Im not sure why this is the case, obviously you wouldn't want to push against the kid.
But it seems to me that as long as you were pushing on the downward swing it shouldn't matter. Because when you push the kid, you are adding energy to the system. it seems like the energy you add plus the total energy the kid had on the swing would be constant.

2. Feb 19, 2015

### RUber

I would think pushing him on the way up would be better.
You might argue that maximum velocity is reached at the bottom of the path, so if you are adding a push there, any additional speed goes right into the swing height.

3. Feb 19, 2015

### jbriggs444

If you are applying a fixed force for a fixed time, you do the most "work" when that force is applied over the greatest distance. That would be when the child is at maximum velocity.

"Work" in the physics sense is the product of force times distance covered in the direction of that force. This concept of "work" is useful because it turns out that the "work" done on an object is equal to the mechanical energy gained by that object.

This makes a certain amount of sense. If you push on a wall, it does not matter how long or hard you push. You are not adding energy to the wall. But if you push a cart up a hill using a fixed force, the faster it is moving, the more rapidly it is gaining height (and thus potential energy).

4. Feb 19, 2015

### A.T.

That probably assumes that you can apply the same force, for the same time, regardless at which point you push. A rather unrealistic assumption for pushing by hand. More realistic for a rocket powered swing.

5. Feb 20, 2015

### Staff: Mentor

That might be said on the assumption that your "push" is going to be horizontally directed? At any other point on the trajectory, some of your horizontal effort would be wasted. In practice, pushing along with the forward downswing seems best, especially when (through tedium) your effort is probably going to be expended over a distance of just two lazy paces.

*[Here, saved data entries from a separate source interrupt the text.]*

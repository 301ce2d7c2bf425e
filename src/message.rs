// Copyright 2023 The ChromiumOS Authors
// Use of this source code is governed by a BSD-style license that can be
// found in the LICENSE file.

//! Define the data structures exchanged over a vfio-user connection.
//!
//! Every message starts with a fixed 12-byte header followed by an optional
//! payload of at most [`MAX_MSG_SIZE`] bytes. File descriptors, when a message
//! carries any, ride as ancillary data on the same `sendmsg` as the header.

use std::mem;

use bitflags::bitflags;
use zerocopy::AsBytes;
use zerocopy::FromBytes;
use zerocopy::FromZeroes;

/// Maximum number of file descriptors that can be attached to a single message.
pub const MAX_ATTACHED_FD_ENTRIES: usize = 8;

/// Maximum payload size of a single message.
pub const MAX_MSG_SIZE: usize = 0x1000;

/// Size of the fixed message header on the wire.
pub const MSG_HDR_SIZE: usize = mem::size_of::<VfioUserMsgHeader>();

/// Request codes for device operations initiated by the client.
#[repr(u32)]
#[allow(non_camel_case_types)]
#[derive(Clone, Copy, Debug, PartialEq, Eq, PartialOrd, Ord, Hash, enumn::N)]
pub enum DeviceReq {
    /// Invalid request; never dispatched.
    NONE = 0,
    /// Query basic device information.
    GET_DEVICE_INFO = 1,
    /// Query information about a device region.
    GET_REGION_INFO = 2,
    /// Query information about a device interrupt.
    GET_IRQ_INFO = 3,
    /// Reset the device.
    RESET = 4,
}

impl From<DeviceReq> for u32 {
    fn from(req: DeviceReq) -> u32 {
        req as u32
    }
}

bitflags! {
    /// Flags in the message header.
    #[derive(Copy, Clone, Debug, Default, PartialEq, Eq)]
    pub struct VfioUserHeaderFlag: u32 {
        /// Message is a reply to an earlier request.
        const REPLY = 0x1;
        /// Reply carries an OS error code instead of operation data.
        const ERROR = 0x2;
    }
}

/// Common message header for each request/reply message.
#[repr(C)]
#[derive(Copy, Clone, Debug, Default, PartialEq, Eq, AsBytes, FromBytes, FromZeroes)]
pub struct VfioUserMsgHeader {
    request: u32,
    flags: u32,
    size: u32,
}

impl VfioUserMsgHeader {
    pub fn new(request: DeviceReq, flags: u32, size: u32) -> Self {
        VfioUserMsgHeader {
            request: request.into(),
            flags,
            size,
        }
    }

    /// Returns the request code, or `None` if the peer sent a code this
    /// implementation does not know about.
    pub fn get_code(&self) -> Option<DeviceReq> {
        DeviceReq::n(self.request)
    }

    /// Returns the request code as it appeared on the wire.
    pub fn raw_code(&self) -> u32 {
        self.request
    }

    /// Returns the payload size in bytes.
    pub fn get_size(&self) -> u32 {
        self.size
    }

    pub fn set_size(&mut self, size: u32) {
        self.size = size;
    }

    /// Is this a reply message?
    pub fn is_reply(&self) -> bool {
        self.flags & VfioUserHeaderFlag::REPLY.bits() != 0
    }

    pub fn set_reply(&mut self, is_reply: bool) {
        if is_reply {
            self.flags |= VfioUserHeaderFlag::REPLY.bits();
        } else {
            self.flags &= !VfioUserHeaderFlag::REPLY.bits();
        }
    }

    /// Does this reply carry an error code instead of operation data?
    pub fn is_error(&self) -> bool {
        self.flags & VfioUserHeaderFlag::ERROR.bits() != 0
    }

    pub fn set_error(&mut self, is_error: bool) {
        if is_error {
            self.flags |= VfioUserHeaderFlag::ERROR.bits();
        } else {
            self.flags &= !VfioUserHeaderFlag::ERROR.bits();
        }
    }

    /// Check whether the header flags are valid. Unknown request codes are
    /// left for the dispatcher to reject so it can account for attached fds.
    pub fn is_valid(&self) -> bool {
        VfioUserHeaderFlag::from_bits(self.flags).is_some()
    }
}

/// Check message validity.
pub trait VfioUserMsgValidator {
    /// Validate message syntax only. It doesn't validate message semantics
    /// such as whether a region index is within the device's region count.
    fn is_valid(&self) -> bool {
        true
    }
}

/// A single `u32` payload, used both for operation indexes in requests and for
/// OS error codes in error replies.
#[repr(C)]
#[derive(Copy, Clone, Debug, Default, AsBytes, FromBytes, FromZeroes)]
pub struct VfioUserU32 {
    pub value: u32,
}

impl VfioUserU32 {
    pub fn new(value: u32) -> Self {
        VfioUserU32 { value }
    }
}

impl VfioUserMsgValidator for VfioUserU32 {}

/// Reply payload of `GET_DEVICE_INFO`.
#[repr(C)]
#[derive(Copy, Clone, Debug, Default, AsBytes, FromBytes, FromZeroes)]
pub struct VfioUserDeviceInfo {
    /// Size of this struct as filled by the device.
    pub argsz: u32,
    /// `VFIO_DEVICE_FLAGS_*` describing the device kind and abilities.
    pub flags: u32,
    /// Number of regions the device exposes.
    pub num_regions: u32,
    /// Number of interrupts the device exposes.
    pub num_irqs: u32,
}

impl VfioUserMsgValidator for VfioUserDeviceInfo {
    fn is_valid(&self) -> bool {
        self.argsz as usize >= mem::size_of::<Self>()
    }
}

/// Leading struct of a `GET_REGION_INFO` reply. When `cap_offset` is non-zero,
/// a capability chain follows in the same payload and `argsz` covers the total.
#[repr(C)]
#[derive(Copy, Clone, Debug, Default, AsBytes, FromBytes, FromZeroes)]
pub struct VfioUserRegionInfo {
    /// Total size of the region info, capability chain included.
    pub argsz: u32,
    /// `VFIO_REGION_INFO_FLAG_*`.
    pub flags: u32,
    /// Region index this info describes.
    pub index: u32,
    /// Offset of the first capability within the payload, or zero.
    pub cap_offset: u32,
    /// Region size in bytes.
    pub size: u64,
    /// Region offset used when accessing the region through the device fd.
    pub offset: u64,
}

impl VfioUserMsgValidator for VfioUserRegionInfo {
    fn is_valid(&self) -> bool {
        self.argsz as usize >= mem::size_of::<Self>()
    }
}

/// Reply payload of `GET_IRQ_INFO`.
#[repr(C)]
#[derive(Copy, Clone, Debug, Default, AsBytes, FromBytes, FromZeroes)]
pub struct VfioUserIrqInfo {
    /// Size of this struct as filled by the device.
    pub argsz: u32,
    /// `VFIO_IRQ_INFO_*`.
    pub flags: u32,
    /// Interrupt index this info describes.
    pub index: u32,
    /// Number of interrupts at this index.
    pub count: u32,
}

impl VfioUserMsgValidator for VfioUserIrqInfo {
    fn is_valid(&self) -> bool {
        self.argsz as usize >= mem::size_of::<Self>()
    }
}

While pushing on the forward upward swing may be effective, it's awkward and you're more likely to lose some teeth.

6. Feb 20, 2015

### sophiecentaur

What counts here is the amount of Energy you are introducing during each cycle. The work done during each push will depend upon the force times the distance that the push lasts. The answer to the question is basically 'it depends'. If you have very long arms which are not very strong then the place to push it is when the swing is traveling fast. Short, stronger arms may not be 'matched' to pushing the swing where it is going fastest (it could leave them behind) but could increase the height near the top of the swing with a large force, moving slowly. The long, weaker arms could not exert enough force over a short time, to inject enough energy, if they are used to push at the top of the cycle.
I am assuming, here that the two pushers inject the same amount of energy.
There are many examples where Matching the Input (Impedance) to the output (impedance) of a system can maximise the energy transfer - this is just one of them.

7. Feb 28, 2015

### tech99

For an oscillating system, the sustaining force is always in quadrature to the oscillation. Have a look at a steam engine for instance. With electricity, with a series resonant circuit, for a given current, the voltage across the inductor leads the current by 90 degs, that across the capacitor lags by 90 degrees but that across the loss resistance is in phase with the current. V and I must be in phase for energy to be supplied.

8. Feb 28, 2015

### sophiecentaur

That refers to a sinusoidal driving force. When you push a swing, you are delivering an impulse which occupies only a small portion of one cycle. The optimum time to apply an impulse will depend on the details of the situation.

9. Feb 28, 2015

### Spinnor

I wonder if your teacher ever pushed a child on a swing. I think you can best supply energy to a child by adding energy at one of the end points. See video,

10. Feb 28, 2015

### sophiecentaur

You need to be able to produce a relatively large force to do that but you only need to be able to 'lift' the child + swing, in order to get it as high as you like, all in one go!
You can get away with a much smaller force when the child is travelling horizontally at the bottom.
But the original statement / question doesn't have enough detail to apply to a real situation. The teacher's statement is too vague to be correct.

11. Feb 28, 2015

### Spinnor

Your arms can only move so fast, pushing at the bottom does not make sense to me. Have you ever seen someone do that?

12. Feb 28, 2015

### sophiecentaur

Precisely. You need less force but more speed at the bottom. Our arms are not really matched to that requirement. Otoh, you could not add much Kinetic energy at the top of the cycle if your arms were weak.
That teacher has a lot to answer for, I think. I wonder how many other examples of sloppy thinking are presented to kids all over the world.

13. Feb 28, 2015

### Spinnor

You can add loads of energy at the top where are arms are matched for large forces at low speeds. It does not take many pushes (not at the midpoint) to get a child to the horizontal. I know this from actual experience, as do you if you have children.

14. Mar 5, 2015

### cragar

My teacher said it had to do with F*v dt =work ,F=force , v= velocity dt= time change , same force but with different speed. max speed at the bottom of the path. I tried thinking about it with storing energy in a compressed spring. And using that to push the swing.

15. Mar 6, 2015

### A.T.

Yes, but as already said, this makes the completely unrealistic assumption that you can push with the same force, for the same duration at a higher velocity. This ignores the constraints of human anatomy and is thus of zero practical relevance.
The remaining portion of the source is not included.